En août 64, Stanleyville (aujourd’hui Kisangani) devient la capitale d’une éphémère « République populaire du Congo ».

Cet Etat marxiste sera reconnu par 7 pays dont l’URSS et l’Egypte de Nasser.

Dans les territoires qu’ils occupent, les Simbas se rendent coupables de viols, massacres, tortures. Des exactions commises tant sur les Blancs que sur les populations locales.

Quelques 1.900 étrangers dont 600 Belges sont retenus prisonniers. La majorité d’entre eux à Stanleyville et Paulis (aujourd’hui Isiro). En novembre 1964, les opérations aéroportées « Dragon rouge » et « Dragon noir » mettront fin au calvaire des otages. L’opération terrestre « Ommegang » complète le dispositif d’intervention.

Le témoignage de Patrick Nothomb

Patrick Nothomb, le père de l’écrivaine, alors jeune consul en poste à Stanleyville, a vécu ces quatre mois d’enfer sous la férule d’un pouvoir marxiste.

Le témoignage qu’il nous livre dans son livre « Dans Stanleyville » lève toutes les ambiguïtés. L’intervention des paras a permis d’éviter un bain de sang encore plus important, même si le bilan est lourd. 77 otages seront massacrés.

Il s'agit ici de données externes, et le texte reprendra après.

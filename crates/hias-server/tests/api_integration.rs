//! HTTP API integration tests: exercise every route with a mock model and channel.

use axum::body::Body;
use axum::http::{Request, StatusCode};
use http_body_util::BodyExt;
use std::sync::Arc;
use tower::ServiceExt;

use hias_channels::{AgentTopic, MessagingChannel, MockChannel};
use hias_config::HiasConfig;
use hias_model::MockModel;

struct Setup {
    app: axum::Router,
    channel: Arc<MockChannel>,
}

async fn setup_with(config: HiasConfig, model: MockModel, connect: bool) -> Setup {
    let channel = Arc::new(MockChannel::new());
    if connect {
        channel.connect().await.unwrap();
    }
    let app = hias_server::build_router(Arc::new(config), Arc::new(model), channel.clone());
    Setup { app, channel }
}

async fn setup() -> Setup {
    setup_with(
        HiasConfig::default(),
        MockModel::new().with_prediction("ALL", 0.92).ready(),
        true,
    )
    .await
}

/// Helper to read the full body bytes from a response.
async fn body_json(resp: axum::response::Response) -> serde_json::Value {
    let bytes = resp.into_body().collect().await.unwrap().to_bytes();
    serde_json::from_slice(&bytes).unwrap()
}

fn inference_request(body: serde_json::Value) -> Request<Body> {
    Request::post("/Inference")
        .header("content-type", "application/json")
        .body(Body::from(body.to_string()))
        .unwrap()
}

// ── Health & Metrics ───────────────────────────────────────────

#[tokio::test]
async fn test_health_endpoint() {
    let s = setup().await;
    let req = Request::get("/health").body(Body::empty()).unwrap();
    let resp = s.app.oneshot(req).await.unwrap();

    assert_eq!(resp.status(), StatusCode::OK);
    let json = body_json(resp).await;
    assert_eq!(json["status"], "ok");
    assert_eq!(json["model"], "xDNN");
    assert_eq!(json["ready"], true);
    assert_eq!(json["broker_connected"], true);
    assert!(json["version"].is_string());
}

#[tokio::test]
async fn test_metrics_endpoint() {
    let s = setup().await;
    let req = Request::get("/metrics").body(Body::empty()).unwrap();
    let resp = s.app.oneshot(req).await.unwrap();

    assert_eq!(resp.status(), StatusCode::OK);
    let ct = resp
        .headers()
        .get("content-type")
        .unwrap()
        .to_str()
        .unwrap()
        .to_string();
    assert!(ct.starts_with("text/plain"));
    let bytes = resp.into_body().collect().await.unwrap().to_bytes();
    let text = String::from_utf8(bytes.to_vec()).unwrap();
    assert!(text.contains("hias_classifications_total"));
}

// ── Inference ──────────────────────────────────────────────────

#[tokio::test]
async fn test_inference_returns_diagnosis_and_publishes() {
    let s = setup().await;
    let resp = s
        .app
        .oneshot(inference_request(serde_json::json!({"features": [0.1, 0.9]})))
        .await
        .unwrap();

    assert_eq!(resp.status(), StatusCode::OK);
    let json = body_json(resp).await;
    assert_eq!(json["Response"], "OK");
    assert_eq!(json["Diagnosis"], "ALL");
    assert!((json["Confidence"].as_f64().unwrap() - 0.92).abs() < 1e-6);
    assert!(json["Message"].as_str().unwrap().contains("ALL"));

    let published = s.channel.published.lock();
    assert_eq!(published.len(), 1);
    assert_eq!(published[0].0, AgentTopic::Sensors);
    assert_eq!(published[0].1["source"], "http");
}

#[tokio::test]
async fn test_inference_rejects_empty_features() {
    let s = setup().await;
    let resp = s
        .app
        .oneshot(inference_request(serde_json::json!({"features": []})))
        .await
        .unwrap();
    assert_eq!(resp.status(), StatusCode::BAD_REQUEST);
    let json = body_json(resp).await;
    assert_eq!(json["Response"], "FAILED");
    assert!(s.channel.published.lock().is_empty());
}

#[tokio::test]
async fn test_inference_before_load_is_unavailable() {
    let s = setup_with(HiasConfig::default(), MockModel::new(), true).await;
    let resp = s
        .app
        .oneshot(inference_request(serde_json::json!({"features": [1.0]})))
        .await
        .unwrap();
    assert_eq!(resp.status(), StatusCode::SERVICE_UNAVAILABLE);
}

#[tokio::test]
async fn test_inference_succeeds_when_broker_is_down() {
    let s = setup_with(
        HiasConfig::default(),
        MockModel::new().with_prediction("HEM", 0.5).ready(),
        false,
    )
    .await;
    let resp = s
        .app
        .oneshot(inference_request(serde_json::json!({"features": [1.0]})))
        .await
        .unwrap();
    assert_eq!(resp.status(), StatusCode::OK);
    assert_eq!(body_json(resp).await["Diagnosis"], "HEM");
}

// ── Auth ───────────────────────────────────────────────────────

fn keyed_config() -> HiasConfig {
    let mut config = HiasConfig::default();
    config.server.api_key = Some("secret".into());
    config
}

#[tokio::test]
async fn test_inference_requires_api_key_when_configured() {
    let s = setup_with(keyed_config(), MockModel::new().ready(), true).await;
    let resp = s
        .app
        .oneshot(inference_request(serde_json::json!({"features": [1.0]})))
        .await
        .unwrap();
    assert_eq!(resp.status(), StatusCode::UNAUTHORIZED);
}

#[tokio::test]
async fn test_inference_accepts_valid_api_key() {
    let s = setup_with(keyed_config(), MockModel::new().ready(), true).await;
    let req = Request::post("/Inference")
        .header("content-type", "application/json")
        .header("authorization", "Bearer secret")
        .body(Body::from(r#"{"features": [1.0]}"#))
        .unwrap();
    let resp = s.app.oneshot(req).await.unwrap();
    assert_eq!(resp.status(), StatusCode::OK);
}

#[tokio::test]
async fn test_health_is_open_when_key_configured() {
    let s = setup_with(keyed_config(), MockModel::new(), false).await;
    let req = Request::get("/health").body(Body::empty()).unwrap();
    let resp = s.app.oneshot(req).await.unwrap();
    assert_eq!(resp.status(), StatusCode::OK);
}
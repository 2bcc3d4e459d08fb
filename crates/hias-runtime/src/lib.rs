//! # hias-runtime
//!
//! The agent lifecycle coordinator. One [`Agent`] is built at process entry
//! with its collaborators injected, selects a [`Mode`] and drives the model
//! and the messaging channel through it.
//!
//! ```text
//!   train          connect ─▶ prepare_data ─▶ prepare_network ─▶ train ─▶ evaluate
//!   classify       load ─▶ test
//!   server         connect ─▶ load ─▶ inference server (until signal)
//!   classify_http  test_http
//! ```
//!
//! A termination signal at any point logs `Disconnecting`, releases the
//! channel and ends the run with [`RunOutcome::Signalled`].

pub mod agent;
pub mod commands;
pub mod frontend;
pub mod mode;
pub mod shutdown;

pub use agent::{Agent, RunError, RunOutcome};
pub use commands::AgentCommand;
pub use frontend::InferenceFrontend;
pub use mode::{Mode, UsageError};
pub use shutdown::{ShutdownManager, ShutdownReason};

Ces interventions militaires sont aujourd’hui condamnées par certains groupes influencés par des théories venues d’outre-Atlantique. Entre autres, elles dénient à tous ceux qui ne sont pas de loin ou de près d’origine africaine le droit de parler, d’écrire, d’étudier certains sujets ayant trait à l’Afrique.

L’honneur des para-commandos

Réécrire l’Histoire au profit des idéologies du moment en occultant les faits n’est pas un travail d’historien mais au mieux une démarche politique, et au pire une œuvre de propagande.

C’est le cas de l’œuvre d’Arsène Maton comme celle de Jean-Pierre Müller avec une différence : ce dernier impose un texte dont le contenu ne peut se discuter. Ici, il n’est plus question d’allégorie mais d’une vérité que l’on assène aux visiteurs.